Records contained in a dataset:
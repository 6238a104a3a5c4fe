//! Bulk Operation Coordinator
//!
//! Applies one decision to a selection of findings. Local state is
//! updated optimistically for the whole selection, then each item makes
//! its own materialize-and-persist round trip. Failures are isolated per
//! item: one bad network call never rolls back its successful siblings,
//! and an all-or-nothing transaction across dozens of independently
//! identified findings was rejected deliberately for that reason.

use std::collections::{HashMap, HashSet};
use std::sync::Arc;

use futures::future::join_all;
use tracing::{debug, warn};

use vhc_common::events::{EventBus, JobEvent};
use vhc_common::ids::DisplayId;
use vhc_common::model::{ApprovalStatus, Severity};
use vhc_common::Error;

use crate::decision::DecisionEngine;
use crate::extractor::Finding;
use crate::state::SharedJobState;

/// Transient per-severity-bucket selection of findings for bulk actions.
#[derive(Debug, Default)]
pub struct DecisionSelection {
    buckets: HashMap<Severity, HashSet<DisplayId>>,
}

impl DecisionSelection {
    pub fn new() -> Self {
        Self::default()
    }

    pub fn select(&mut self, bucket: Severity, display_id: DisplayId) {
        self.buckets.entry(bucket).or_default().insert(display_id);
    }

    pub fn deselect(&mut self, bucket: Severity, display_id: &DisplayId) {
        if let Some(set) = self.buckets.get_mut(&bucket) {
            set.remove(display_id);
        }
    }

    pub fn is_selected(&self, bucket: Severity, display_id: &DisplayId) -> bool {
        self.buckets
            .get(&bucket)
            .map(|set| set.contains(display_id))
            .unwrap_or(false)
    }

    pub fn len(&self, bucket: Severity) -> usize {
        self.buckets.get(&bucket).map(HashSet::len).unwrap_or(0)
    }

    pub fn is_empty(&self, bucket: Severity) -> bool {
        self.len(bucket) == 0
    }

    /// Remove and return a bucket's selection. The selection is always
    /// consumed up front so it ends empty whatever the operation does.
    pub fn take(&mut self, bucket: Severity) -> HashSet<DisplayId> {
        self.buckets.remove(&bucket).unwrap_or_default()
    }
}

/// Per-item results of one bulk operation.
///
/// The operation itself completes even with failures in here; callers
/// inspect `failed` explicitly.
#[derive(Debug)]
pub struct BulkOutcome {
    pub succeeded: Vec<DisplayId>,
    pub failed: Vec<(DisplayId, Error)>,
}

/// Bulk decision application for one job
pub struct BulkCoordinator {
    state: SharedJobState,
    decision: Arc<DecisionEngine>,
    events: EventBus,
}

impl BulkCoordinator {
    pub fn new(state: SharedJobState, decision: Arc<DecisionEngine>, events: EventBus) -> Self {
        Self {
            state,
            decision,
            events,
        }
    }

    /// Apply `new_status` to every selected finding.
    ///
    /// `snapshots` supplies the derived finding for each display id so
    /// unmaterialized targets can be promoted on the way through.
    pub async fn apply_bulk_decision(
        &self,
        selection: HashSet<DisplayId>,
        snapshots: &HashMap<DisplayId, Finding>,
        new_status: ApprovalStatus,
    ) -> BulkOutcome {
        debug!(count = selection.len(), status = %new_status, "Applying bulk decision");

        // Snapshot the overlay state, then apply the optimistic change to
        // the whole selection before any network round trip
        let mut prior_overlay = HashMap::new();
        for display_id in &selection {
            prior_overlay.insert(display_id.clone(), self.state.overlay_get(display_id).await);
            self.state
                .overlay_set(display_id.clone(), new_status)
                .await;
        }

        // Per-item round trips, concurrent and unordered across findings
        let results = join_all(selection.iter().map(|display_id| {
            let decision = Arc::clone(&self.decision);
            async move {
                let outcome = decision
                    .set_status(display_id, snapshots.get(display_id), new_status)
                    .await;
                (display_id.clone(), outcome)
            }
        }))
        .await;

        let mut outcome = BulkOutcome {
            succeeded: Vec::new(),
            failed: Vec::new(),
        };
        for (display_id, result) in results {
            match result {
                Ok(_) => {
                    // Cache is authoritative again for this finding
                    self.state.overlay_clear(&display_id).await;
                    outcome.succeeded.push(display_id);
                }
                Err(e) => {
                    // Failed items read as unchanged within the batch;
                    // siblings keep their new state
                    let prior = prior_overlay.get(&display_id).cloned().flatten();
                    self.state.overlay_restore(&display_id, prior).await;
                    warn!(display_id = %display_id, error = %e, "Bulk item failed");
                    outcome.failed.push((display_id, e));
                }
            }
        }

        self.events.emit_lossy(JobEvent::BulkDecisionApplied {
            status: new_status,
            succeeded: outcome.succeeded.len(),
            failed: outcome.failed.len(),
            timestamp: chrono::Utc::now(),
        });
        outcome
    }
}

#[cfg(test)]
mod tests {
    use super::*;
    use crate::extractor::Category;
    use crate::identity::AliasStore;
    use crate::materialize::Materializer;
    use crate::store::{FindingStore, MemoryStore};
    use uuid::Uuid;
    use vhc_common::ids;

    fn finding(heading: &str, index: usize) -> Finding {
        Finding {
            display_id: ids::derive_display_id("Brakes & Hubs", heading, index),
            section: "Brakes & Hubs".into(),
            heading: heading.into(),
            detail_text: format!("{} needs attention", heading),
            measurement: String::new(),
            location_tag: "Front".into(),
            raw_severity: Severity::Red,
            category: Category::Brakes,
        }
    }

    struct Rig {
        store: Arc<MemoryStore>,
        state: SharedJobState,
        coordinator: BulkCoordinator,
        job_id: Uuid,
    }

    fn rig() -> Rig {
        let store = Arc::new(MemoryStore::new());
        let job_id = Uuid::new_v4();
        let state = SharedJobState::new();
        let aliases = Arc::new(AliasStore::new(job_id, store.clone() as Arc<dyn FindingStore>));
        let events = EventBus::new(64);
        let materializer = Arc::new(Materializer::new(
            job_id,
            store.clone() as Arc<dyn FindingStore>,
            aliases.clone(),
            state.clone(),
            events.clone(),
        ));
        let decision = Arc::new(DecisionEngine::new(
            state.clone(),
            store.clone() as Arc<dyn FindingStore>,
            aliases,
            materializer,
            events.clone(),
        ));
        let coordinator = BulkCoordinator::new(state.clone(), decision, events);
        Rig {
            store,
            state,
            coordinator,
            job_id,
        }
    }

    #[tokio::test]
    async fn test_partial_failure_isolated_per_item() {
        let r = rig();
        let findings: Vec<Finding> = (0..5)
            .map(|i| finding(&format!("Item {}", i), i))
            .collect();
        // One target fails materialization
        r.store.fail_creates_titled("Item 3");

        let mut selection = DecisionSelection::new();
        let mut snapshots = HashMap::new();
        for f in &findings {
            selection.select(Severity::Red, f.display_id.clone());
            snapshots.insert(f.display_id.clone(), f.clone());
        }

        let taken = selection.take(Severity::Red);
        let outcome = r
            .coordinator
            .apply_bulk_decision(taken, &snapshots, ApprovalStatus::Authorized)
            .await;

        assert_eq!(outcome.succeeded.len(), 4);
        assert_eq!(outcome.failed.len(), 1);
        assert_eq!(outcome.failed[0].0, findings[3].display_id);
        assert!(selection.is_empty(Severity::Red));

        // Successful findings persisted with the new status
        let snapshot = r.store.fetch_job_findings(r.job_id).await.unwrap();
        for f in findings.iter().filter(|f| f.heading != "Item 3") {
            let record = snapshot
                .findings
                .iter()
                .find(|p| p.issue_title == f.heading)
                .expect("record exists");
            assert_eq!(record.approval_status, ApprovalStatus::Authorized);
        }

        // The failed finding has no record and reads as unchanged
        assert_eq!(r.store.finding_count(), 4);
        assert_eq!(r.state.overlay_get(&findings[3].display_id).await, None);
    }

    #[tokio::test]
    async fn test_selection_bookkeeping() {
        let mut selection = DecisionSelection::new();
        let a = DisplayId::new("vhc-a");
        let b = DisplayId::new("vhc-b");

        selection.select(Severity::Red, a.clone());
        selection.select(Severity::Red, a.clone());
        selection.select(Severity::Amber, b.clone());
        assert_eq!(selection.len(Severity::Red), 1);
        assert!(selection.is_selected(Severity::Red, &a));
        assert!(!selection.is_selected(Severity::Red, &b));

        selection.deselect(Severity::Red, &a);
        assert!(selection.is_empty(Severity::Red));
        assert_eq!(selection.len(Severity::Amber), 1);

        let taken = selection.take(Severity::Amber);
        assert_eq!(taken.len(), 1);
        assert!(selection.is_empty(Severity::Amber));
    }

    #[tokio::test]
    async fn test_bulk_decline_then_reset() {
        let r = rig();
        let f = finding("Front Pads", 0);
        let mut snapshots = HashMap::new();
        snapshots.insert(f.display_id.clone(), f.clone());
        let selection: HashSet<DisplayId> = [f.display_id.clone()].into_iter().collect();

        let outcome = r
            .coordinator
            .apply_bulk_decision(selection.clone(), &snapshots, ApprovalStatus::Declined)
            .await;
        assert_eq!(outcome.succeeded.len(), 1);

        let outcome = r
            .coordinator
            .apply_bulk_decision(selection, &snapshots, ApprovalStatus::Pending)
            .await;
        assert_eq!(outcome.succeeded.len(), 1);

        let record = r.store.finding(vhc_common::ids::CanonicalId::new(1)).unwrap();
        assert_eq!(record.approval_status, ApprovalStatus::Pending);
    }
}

**Instructions for the task:** The lines above starting at the one that contains "let outcome = decision" and ending at the one that contains "warn!(display_id = %display_id, error" must be transcribed exactly, and no other lines may appear.

**The completed task:**
                let outcome = decision
                    .set_status(display_id, snapshots.get(display_id), new_status)
                    .await;
                (display_id.clone(), outcome)
            }
        }))
        .await;

        let mut outcome = BulkOutcome {
            succeeded: Vec::new(),
            failed: Vec::new(),
        };
        for (display_id, result) in results {
            match result {
                Ok(_) => {
                    // Cache is authoritative again for this finding
                    self.state.overlay_clear(&display_id).await;
                    outcome.succeeded.push(display_id);
                }
                Err(e) => {
                    // Failed items read as unchanged within the batch;
                    // siblings keep their new state
                    let prior = prior_overlay.get(&display_id).cloned().flatten();
                    self.state.overlay_restore(&display_id, prior).await;
                    warn!(display_id = %display_id, error = %e, "Bulk item failed");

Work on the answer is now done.